My favorite picture in "Peter Paul Rubens: The Drawings," at the Metropolitan Museum, portrays an ox. In black and red chalks, with enhancing traces of other mediums, the work conveys ponderous mass, rippling musculature, bristling hair, and creased and dimpled, somehow palpably warm, skin. Turning its great head to gaze at us with mild, blameless stupidity, this is an ox's ox--likely the pride of one of the farms that Rubens owned outside Antwerp--by history's chief painter's painter. It was executed around 1618, in the early middle of the Flemish master's long, uniformly triumphal career as the leading pictorial decorator, propagandist, and entertainer for a Catholic Europe in the advanced phases of the Counter-Reformation. (As an adroit diplomat for the Spanish Netherlands, fluent in five languages, Rubens worked to reconcile kingdoms riven by religious wars; he also found time to be, among other things, a courtier, a scholar, an architect, a pageant master, a family man, an art collector, and a numismatist.)
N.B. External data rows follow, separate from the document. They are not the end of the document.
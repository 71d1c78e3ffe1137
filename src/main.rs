use std::process::ExitCode;

use railyard::{services::run_demo, structures::DemoConfig};
use tracing::{error, info};

fn main() -> ExitCode {
    let config = match DemoConfig::builtin() {
        Ok(config) => config,
        Err(e) => {
            eprintln!("{e}");
            return ExitCode::FAILURE;
        }
    };

    let level = match config.level() {
        Ok(level) => level,
        Err(e) => {
            eprintln!("{e}");
            return ExitCode::FAILURE;
        }
    };
    tracing_subscriber::fmt().with_max_level(level).init();

    match run_demo(&config) {
        Ok(outcomes) => {
            let failed = outcomes.iter().filter(|o| !o.passed).count();
            for outcome in &outcomes {
                info!(
                    "{}: {}",
                    outcome.name,
                    if outcome.passed { "Pass" } else { "Fail" }
                );
            }
            if failed > 0 {
                error!("{} of {} scenarios failed", failed, outcomes.len());
                return ExitCode::FAILURE;
            }
            ExitCode::SUCCESS
        }
        Err(e) => {
            error!("{e}");
            ExitCode::FAILURE
        }
    }
}
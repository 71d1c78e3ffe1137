mod dijkstra;

pub use dijkstra::*;
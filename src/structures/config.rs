use std::collections::BTreeMap;

use serde::Deserialize;
use thiserror::Error;
use tracing::Level;

use crate::structures::{Graph, GraphError, Schedule, ScheduleError};

static BUILTIN: &str = include_str!("../../demo.yml");

#[derive(Debug, Error)]
pub enum ConfigError {
    #[error("Failed to parse config: {0}")]
    Parse(#[from] serde_yml::Error),
    #[error("Unknown log level '{0}'")]
    LogLevel(String),
}

/// Scenarios run by the demo binary.
#[derive(Debug, Deserialize)]
pub struct DemoConfig {
    #[serde(default = "default_log_level")]
    pub log_level: String,
    #[serde(default)]
    pub platforms: Vec<PlatformScenario>,
    #[serde(default)]
    pub graphs: Vec<GraphScenario>,
}

#[derive(Debug, Deserialize)]
pub struct PlatformScenario {
    pub name: String,
    pub arrival: Vec<i32>,
    pub departure: Vec<i32>,
    pub expected: Option<usize>,
}

#[derive(Debug, Deserialize)]
pub struct GraphScenario {
    pub name: String,
    pub source: String,
    #[serde(default)]
    pub nodes: Vec<String>,
    pub edges: Vec<(String, String, u64)>,
    pub expected: Option<BTreeMap<String, u64>>,
}

fn default_log_level() -> String {
    "info".to_string()
}

impl DemoConfig {
    pub fn builtin() -> Result<Self, ConfigError> {
        Self::parse(BUILTIN)
    }

    pub fn parse(content: &str) -> Result<Self, ConfigError> {
        Ok(serde_yml::from_str(content)?)
    }

    pub fn level(&self) -> Result<Level, ConfigError> {
        self.log_level
            .parse()
            .map_err(|_| ConfigError::LogLevel(self.log_level.clone()))
    }
}

impl PlatformScenario {
    pub fn schedule(&self) -> Result<Schedule, ScheduleError> {
        Schedule::new(self.arrival.clone(), self.departure.clone())
    }
}

impl GraphScenario {
    pub fn graph(&self) -> Result<Graph<String, u64>, GraphError> {
        let mut g = Graph::new();
        for node in &self.nodes {
            g.add_node(node.clone());
        }
        for (from, to, weight) in &self.edges {
            g.add_edge(from.clone(), to.clone(), *weight)?;
        }
        Ok(g)
    }
}
//! Engine configuration, JSON-loadable.

use serde::{Deserialize, Serialize};
use thiserror::Error;

use crate::controller::ShapeConfig;
use crate::gesture::GestureConfig;
use crate::morph::MorphConfig;

/// Configuration errors.
#[derive(Debug, Error)]
pub enum ConfigError {
    #[error("failed to parse config: {0}")]
    Parse(#[from] serde_json::Error),
}

/// Full engine configuration. Every section (and every field) is optional
/// in JSON; omitted values keep their defaults.
#[derive(Debug, Clone, Default, PartialEq, Serialize, Deserialize)]
#[serde(default)]
pub struct DemoConfig {
    pub gesture: GestureConfig,
    pub shape: ShapeConfig,
    pub morph: MorphConfig,
}

impl DemoConfig {
    /// Parse a configuration from a JSON string.
    pub fn from_json(json: &str) -> Result<Self, ConfigError> {
        Ok(serde_json::from_str(json)?)
    }

    /// Serialize this configuration as pretty-printed JSON.
    pub fn to_json(&self) -> Result<String, ConfigError> {
        Ok(serde_json::to_string_pretty(self)?)
    }
}

#[cfg(test)]
mod tests {
    use super::*;

    #[test]
    fn test_defaults_match_documented_thresholds() {
        let config = DemoConfig::default();
        assert!((config.gesture.double_click_threshold - 0.3).abs() < f64::EPSILON);
        assert!((config.gesture.rotation_sensitivity - 0.5).abs() < f64::EPSILON);
        assert!((config.gesture.pinch_threshold - 5.0).abs() < f64::EPSILON);
        assert!((config.shape.min_scale - 0.5).abs() < f64::EPSILON);
        assert!((config.shape.max_scale - 2.0).abs() < f64::EPSILON);
        assert!((config.morph.transition_time - 0.5).abs() < f64::EPSILON);
    }

    #[test]
    fn test_json_roundtrip() {
        let config = DemoConfig::default();
        let json = config.to_json().unwrap();
        let back = DemoConfig::from_json(&json).unwrap();
        assert_eq!(config, back);
    }

    #[test]
    fn test_partial_json_keeps_defaults() {
        let config =
            DemoConfig::from_json(r#"{"morph": {"transition_time": 1.0}}"#).unwrap();
        assert!((config.morph.transition_time - 1.0).abs() < f64::EPSILON);
        assert!((config.morph.swap_settle_time - 0.1).abs() < f64::EPSILON);
        assert!((config.gesture.double_click_threshold - 0.3).abs() < f64::EPSILON);
    }

    #[test]
    fn test_invalid_json_is_an_error() {
        assert!(DemoConfig::from_json("not json").is_err());
    }
}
What I particularly appreciate about "An Ox" is that it isn't the image of a naked human being. Like many people, I have trouble with Rubens's nudes, especially the female ones: all that smothering flesh, vibrantly alive but with the erotic appeal of a mud slide. (Rubens, owing to moral constraints of the time, rarely worked from nude female models, and many of his women are what they look like: male models imaginatively plumped and upholstered, fore and aft.) Nor do Rubens's characters appear significantly more intelligent than his farm animals. They are puppets of an unrelentingly inflated rhetoricism, numb to pain and immune to wit, that touches ground nowhere in common human experience.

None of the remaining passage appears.